Board of Regents members told an advisory task group conducting a study of accountability in the University of Hawaii system that there may be a disconnect between their role and the public’s perception of that role, but that they understand they have to improve efforts to be more transparent.
The interviews were conducted in March, and the task group will next sit down with the Governor’s Office and key legislators.
Lawrence Rodriguez, chairman of the Board of Regents task group, said BOR members felt the public misunderstood their duties as a board that formulates policy and oversees the university’s president.
He also said members are looking to "enhance their transparency."
"It’s not something new to them, but it’s something that they understand they need to place higher levels of concentration on … to continue to build a trust with their constituents," Rodriguez said.
The advisory task group, made up of BOR members and members of the public, is studying a host of operational concerns at the university, many of which were raised in the wake of last year’s Stevie Wonder concert debacle. The event was to be a benefit for the cash-strapped athletic department but ended up costing the school more than $200,000 in an alleged scam.
The advisory group was first convened to examine the botched concert.
This second phase of work will cost the university up to $260,000, which will go to consultant KMH LLP, hired to assist the task group with compiling and analyzing data.
Rodriguez said the task group, which convened in February, plans to wrap up its work by June and provide a final report with recommendations based on its findings and on "leading practices" at other institutions. Along the way it will be giving the Board of Regents interim reports on what it’s doing.
In their first major effort, task group members interviewed UH’s 14 Board of Regents members separately, asking each of them 20 standardized questions, including "What can be improved in order to increase effectiveness of the board?" and "What has been your involvement with the strategic planning process?"
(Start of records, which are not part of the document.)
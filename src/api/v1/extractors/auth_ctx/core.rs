use axum::extract::FromRequestParts;
use axum::http::request::Parts;

use crate::error::AppError;
use crate::state::AppState;

use super::AuthCtx;

/// Handler で AuthCtx を受け取るための extractor
/// access middleware が AuthCtx を request.extensions() に insert 済みである前提
/// 見つからない場合は missing_token (401)
pub struct AuthCtxExtractor(pub AuthCtx);

impl FromRequestParts<AppState> for AuthCtxExtractor {
    type Rejection = AppError;

    async fn from_request_parts(
        parts: &mut Parts,
        _state: &AppState,
    ) -> Result<Self, Self::Rejection> {
        parts
            .extensions
            .get::<AuthCtx>()
            .cloned()
            .map(AuthCtxExtractor)
            .ok_or(AppError::MissingToken)
    }
}
/*!
 * Authentication context extractor
 *
 * Responsibility:
 * - 認証済みリクエストのコンテキスト（AuthCtx）を handler に提供する
 * - HTTP / axum 依存は core に閉じ込め、型定義は types に分離する
 */

mod core;
mod types;

pub use core::AuthCtxExtractor;
pub use types::AuthCtx;
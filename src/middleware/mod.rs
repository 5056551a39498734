/*
 * Responsibility
 * - middleware の公開インターフェース
 * - auth::access: bearer admission on protected routes
 * - rate_headers: per-request scope + rate/telemetry headers on every response
 */
pub mod auth;
pub mod cors;
pub mod http;
pub mod rate_headers;
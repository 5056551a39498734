//! Per-key async mutual exclusion.
use std::{
    collections::HashMap,
    sync::{Arc, Mutex, PoisonError},
};

use tokio::sync::OwnedMutexGuard;

type Slot = Arc<tokio::sync::Mutex<()>>;

/// Serializes work on the same key while leaving distinct keys independent.
///
/// A slot is dropped from the map once its last holder releases it.
#[derive(Debug, Default)]
pub struct KeyedLocks {
    slots: Mutex<HashMap<String, Slot>>,
}

pub struct KeyGuard<'a> {
    locks: &'a KeyedLocks,
    key: String,
    guard: Option<OwnedMutexGuard<()>>,
}

impl KeyedLocks {
    pub async fn lock(&self, key: &str) -> KeyGuard<'_> {
        let slot = {
            let mut slots = self.slots.lock().unwrap_or_else(PoisonError::into_inner);
            slots.entry(key.to_string()).or_default().clone()
        };

        let guard = slot.lock_owned().await;
        KeyGuard {
            locks: self,
            key: key.to_string(),
            guard: Some(guard),
        }
    }

    #[cfg(test)]
    pub fn len(&self) -> usize {
        self.slots
            .lock()
            .unwrap_or_else(PoisonError::into_inner)
            .len()
    }
}

impl Drop for KeyGuard<'_> {
    fn drop(&mut self) {
        // Release first so the strong count below only sees waiters.
        self.guard.take();

        let mut slots = self
            .locks
            .slots
            .lock()
            .unwrap_or_else(PoisonError::into_inner);
        if slots
            .get(&self.key)
            .is_some_and(|slot| Arc::strong_count(slot) == 1)
        {
            slots.remove(&self.key);
        }
    }
}

#[cfg(test)]
mod tests {
    use super::*;
    use std::time::Duration;

    #[tokio::test]
    async fn slots_are_released_after_use() {
        let locks = KeyedLocks::default();
        {
            let _a = locks.lock("a").await;
            let _b = locks.lock("b").await;
            assert_eq!(locks.len(), 2);
        }
        assert_eq!(locks.len(), 0);
    }

    #[tokio::test]
    async fn same_key_waits_for_the_holder() {
        let locks = Arc::new(KeyedLocks::default());
        let guard = locks.lock("k").await;

        let waiter = {
            let locks = locks.clone();
            tokio::spawn(async move {
                let _g = locks.lock("k").await;
            })
        };

        tokio::time::sleep(Duration::from_millis(20)).await;
        assert!(!waiter.is_finished());

        drop(guard);
        waiter.await.unwrap();
        assert_eq!(locks.len(), 0);
    }
}
//! Cache client interface used by the bucket store and the token-list store.
use async_trait::async_trait;
use std::time::Duration;
use thiserror::Error;

/// Result type for cache operations.
pub type CacheResult<T> = Result<T, CacheError>;

/// Cache-layer errors (transport/command/serialization).
///
/// Kept independent from `AppError`: every caller in this crate surfaces it as
/// `store_unavailable`, never as a denial or an empty bucket.
#[derive(Debug, Error)]
pub enum CacheError {
    #[error("cache connection error: {0}")]
    BackendConnection(String),
    #[error("cache command error: {0}")]
    BackendCommand(String),
    #[error("cache value error: {0}")]
    InvalidValue(String),
}

/// A minimal, string-based cache interface.
///
/// - Rate buckets need `GET` and `SET ... EX`.
/// - Token lists need set members (`SMEMBERS`); they are written by operators,
///   not by this service.
///
/// Implementations must be cheap to clone (typically `Arc<...>` inside).
#[async_trait]
pub trait CacheClient: Clone + Send + Sync + 'static {
    // Returns the cache backend name (for logging).
    fn backend_name(&self) -> &'static str;

    // Get UTF-8 string value.
    async fn get_string(&self, key: &str) -> CacheResult<Option<String>>;

    // Overwrite a value with TTL.
    async fn set_with_ttl(&self, key: &str, value: &str, ttl: Duration) -> CacheResult<()>;

    // Members of a set. A missing key is an empty set.
    async fn members(&self, key: &str) -> CacheResult<Vec<String>>;
}

/// Redis `EX` takes whole seconds; anything shorter is rounded up to one.
pub fn ttl_seconds(ttl: Duration) -> u64 {
    ttl.as_secs().max(1)
}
The Board of Regents — along with UH President M.R.C. Greenwood — was sharply criticized by legislators and members of the public over its handling of the failed concert and its fallout, and there continues to be plenty of skepticism over whether the university has turned over a new leaf.
Last week, at confirmation hearings for three Board of Regents members, state senators expressed frustration over financial decision-making at the university and a lack of communication with lawmakers.
Senate President Donna Mercado Kim also questioned why the university needed to pay KMH LLP $260,000 to assist in the second phase of the task group’s audit.
"Before you spend $260,000 that comes out of the student tuition … shouldn’t we be questioning the expenditure and whether or not we need to have it?" Kim said.
The Wonder debacle began in July when then-athletic director Jim Donovan announced the benefit concert would not happen because the pop star and his representative had not authorized the event.
The task group’s first audit found that while UH officials had good intentions in trying to put together a benefit concert for athletics, they used poor judgment, which led to the university’s loss of $200,000 in the alleged scam.